As the New Year makes its presence known by giving the state of Tennessee some real winter weather, that many seem to forget happens during January, those of us who have forgone the pleasure of holding a daily turn of employment seek to do things that doesn’t require us going outside, unless it’s to feed something other than a human. In fact, I’ve heard of a few who plan to stay in until the outside temperature reaches their age, and for some, that will be a rather pleasant temperature.
This morning, the outside/inside gauge was resting on 15, which made me give up my walk in the woods and settle for a bit of household R&R watching my high debt TV, which is the better name for it due to what you can find on there. I must admit I’ve become somewhat attached to a TV program that aired back in the early ‘90s called “In The Heat of The Night.” We didn’t watch it back then, but for some reason, I find it interesting now. I guess because the police usually come out ahead, and I’m one who was taught to respect law enforcement.

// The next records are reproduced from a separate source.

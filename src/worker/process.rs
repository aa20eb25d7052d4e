//! Parse workers backed by a child process.
//!
//! The child is the `knxload` executable itself, started with the hidden
//! `worker` command. It has its own address space, and terminating the
//! channel kills it.

use std::path::PathBuf;
use std::process::Stdio;
use tokio::io::{AsyncBufReadExt, AsyncWriteExt, BufReader};
use tokio::process::Command;
use tokio::sync::{mpsc, oneshot};
use tracing::debug;

use crate::error::WorkerError;

use super::client::{WorkerChannel, WorkerSpawner};
use super::protocol::{WorkerReply, WorkerRequest};

/// Name of the hidden CLI command that serves one parse request.
pub const WORKER_COMMAND: &str = "worker";

/// Starts one child process per worker.
#[derive(Debug, Clone)]
pub struct ProcessSpawner {
  program: PathBuf,
  args: Vec<String>,
}

impl ProcessSpawner {
  /// Re-run the current executable as a worker.
  pub fn current_exe() -> Result<Self, WorkerError> {
    let program = std::env::current_exe()
      .map_err(|e| WorkerError::Unavailable(format!("failed to locate worker executable: {}", e)))?;
    Ok(Self::with_command(program, [WORKER_COMMAND]))
  }

  pub fn with_command<I, S>(program: impl Into<PathBuf>, args: I) -> Self
  where
    I: IntoIterator<Item = S>,
    S: Into<String>,
  {
    Self {
      program: program.into(),
      args: args.into_iter().map(Into::into).collect(),
    }
  }
}

impl WorkerSpawner for ProcessSpawner {
  fn spawn(&self) -> Result<WorkerChannel, WorkerError> {
    let mut child = Command::new(&self.program)
      .args(&self.args)
      .stdin(Stdio::piped())
      .stdout(Stdio::piped())
      .stderr(Stdio::null())
      .kill_on_drop(true)
      .spawn()
      .map_err(|e| {
        WorkerError::Unavailable(format!(
          "failed to start worker process {}: {}",
          self.program.display(),
          e
        ))
      })?;

    let (Some(mut stdin), Some(stdout)) = (child.stdin.take(), child.stdout.take()) else {
      return Err(WorkerError::Unavailable(
        "worker process pipes were not captured".to_string(),
      ));
    };
    let pid = child.id();
    debug!(pid, "worker process started");

    let (request_tx, mut request_rx) = mpsc::unbounded_channel::<WorkerRequest>();
    let (reply_tx, reply_rx) = mpsc::unbounded_channel::<WorkerReply>();
    let (kill_tx, kill_rx) = oneshot::channel::<()>();

    // Request: one line, then close stdin
    tokio::spawn(async move {
      let Some(request) = request_rx.recv().await else {
        return;
      };
      let mut line = match serde_json::to_vec(&request) {
        Ok(line) => line,
        Err(e) => {
          debug!(pid, error = %e, "failed to encode worker request");
          return;
        }
      };
      line.push(b'\n');
      if let Err(e) = stdin.write_all(&line).await {
        debug!(pid, error = %e, "failed to write worker request");
      }
    });

    // Replies: one JSON line each; EOF closes the channel
    tokio::spawn(async move {
      let mut lines = BufReader::new(stdout).lines();
      loop {
        match lines.next_line().await {
          Ok(Some(line)) => match serde_json::from_str::<WorkerReply>(&line) {
            Ok(reply) => {
              if reply_tx.send(reply).is_err() {
                break;
              }
            }
            Err(e) => debug!(pid, error = %e, "ignoring malformed worker output"),
          },
          Ok(None) => break,
          Err(e) => {
            debug!(pid, error = %e, "failed to read worker output");
            break;
          }
        }
      }
    });

    // Owns the child until it exits or is killed, and reaps it
    tokio::spawn(async move {
      tokio::select! {
        _ = kill_rx => match child.kill().await {
          Ok(()) => debug!(pid, "worker process killed"),
          Err(e) => debug!(pid, error = %e, "failed to kill worker process"),
        },
        status = child.wait() => debug!(pid, status = ?status, "worker process exited"),
      }
    });

    Ok(WorkerChannel::new(request_tx, reply_rx, move || {
      let _ = kill_tx.send(());
    }))
  }
}

#[cfg(test)]
mod tests {
  use super::*;
  use crate::worker::WorkerClient;
  use std::time::Duration;

  #[tokio::test]
  async fn test_missing_executable_is_unavailable() {
    let client = WorkerClient::new(ProcessSpawner::with_command(
      "/nonexistent/knxload-worker",
      Vec::<String>::new(),
    ));

    let err = client.parse(b"{}".to_vec(), None, None).await.unwrap_err();
    assert!(matches!(err, WorkerError::Unavailable(_)));
  }

  #[cfg(unix)]
  #[tokio::test]
  async fn test_exit_without_reply_is_crash() {
    let client = WorkerClient::new(ProcessSpawner::with_command("sh", ["-c", "exit 3"]));

    let err = client.parse(b"{}".to_vec(), None, None).await.unwrap_err();
    assert!(matches!(err, WorkerError::Crashed(_)));
  }

  #[cfg(target_os = "linux")]
  #[tokio::test]
  async fn test_hanging_worker_is_killed_after_timeout() {
    let dir = tempfile::tempdir().unwrap();
    let pid_file = dir.path().join("worker.pid");
    let script = format!("echo $$ > '{}'; exec sleep 30", pid_file.display());
    let client = WorkerClient::new(ProcessSpawner::with_command("sh", ["-c", script.as_str()]))
      .with_timeout(Duration::from_secs(1));

    let err = client.parse(b"{}".to_vec(), None, None).await.unwrap_err();
    assert!(matches!(err, WorkerError::Timeout(_)));

    let pid = std::fs::read_to_string(&pid_file).unwrap();
    let proc_entry = PathBuf::from(format!("/proc/{}", pid.trim()));
    for _ in 0..100 {
      if !proc_entry.exists() {
        return;
      }
      tokio::time::sleep(Duration::from_millis(50)).await;
    }
    panic!("worker process {} still alive after timeout", pid.trim());
  }
}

I now serve on our county’s Public Safety Committee, and see many of the things that affect our county in the way of crime. I’ve gained some understanding of the operation of our Sheriff’s office, but nothing like the knowledge of our law enforcement individuals who have made protecting us their life’s work. To learn even more, I’ve agreed to participate in the Sheriff’s Citizen’s Academy, held twice a year, to see the daily operations firsthand. Hopefully, in 15 weeks, I can come out knowing much more about the many aspects of police work, from investigations to traffic stops. I know what they do is real life, not a TV program, and the support of the citizens that they protect is much needed.
As I’ve been forced to watch the square box a little more the last few weeks, the things that have captured my attention have been many of the commercials. Since this is the cold and flu season, most of the ads have been dealing with what to take for all the problems associated with these diseases. The one that keeps coming to the forefront, and is noses ahead of the others, is the one that has to deal with mucus. I’m becoming tired of seeing that green talking thing with feet trying to go to work with folks. He says he’s mucus, but to me, he’s something more from the nose that simply needs a tissue. I can’t understand why commercials don’t have a little more class.
After the TV gets to become a little more than I can take, I usually go to the best standby of all for a really cold day - a good seed catalog. Usually, when days seem the coldest, those who produce seed catalogs know that somewhere out there, a person like me is needing a reminder that spring is not that far off. I really enjoy going to the mailbox and finding brightly colored seed catalogs. It warms the cockles of my heart (whatever they are) just to get a catalog of this year’s hottest new seeds. Not meaning I’m going to plant all of them, but when you have cold cockles, you need them warmed every now and then.
I know the new way of looking at these items is by the Internet, and I do some of that, but something about holding a seed catalog in your hand is more personal than moving a mouse around and pointing. I was taught not to point anyway, and the seed catalog is more in the right direction when dreaming about spring.
The other day, as I scanned through my catalog collection, a strange packet of materials had made its way into my treasure trove. There amongst the Burpee and my Farmers Almanac collections was an advertisement package of how to get a CD to do your income tax yourself. At that sight, my cockles soon turned cold again, and spring seemed to be not that pleasant of a thought. April 15 does come in the spring, and it’s one day I’d just as well forget. But, being an American citizen, I do receive the opportunity to participate in this annual event, and I guess I’ll just have to make the best of it.
Hopefully, the weather will break soon, and all us can get our cockles warm again, but in the mean time, get those shoeboxes of receipts out of the closet, put them next to the seed catalogs, and kick back for an afternoon of Bubba Skinner arresting someone down in Mississippi. Before you know it, we’ll have spring.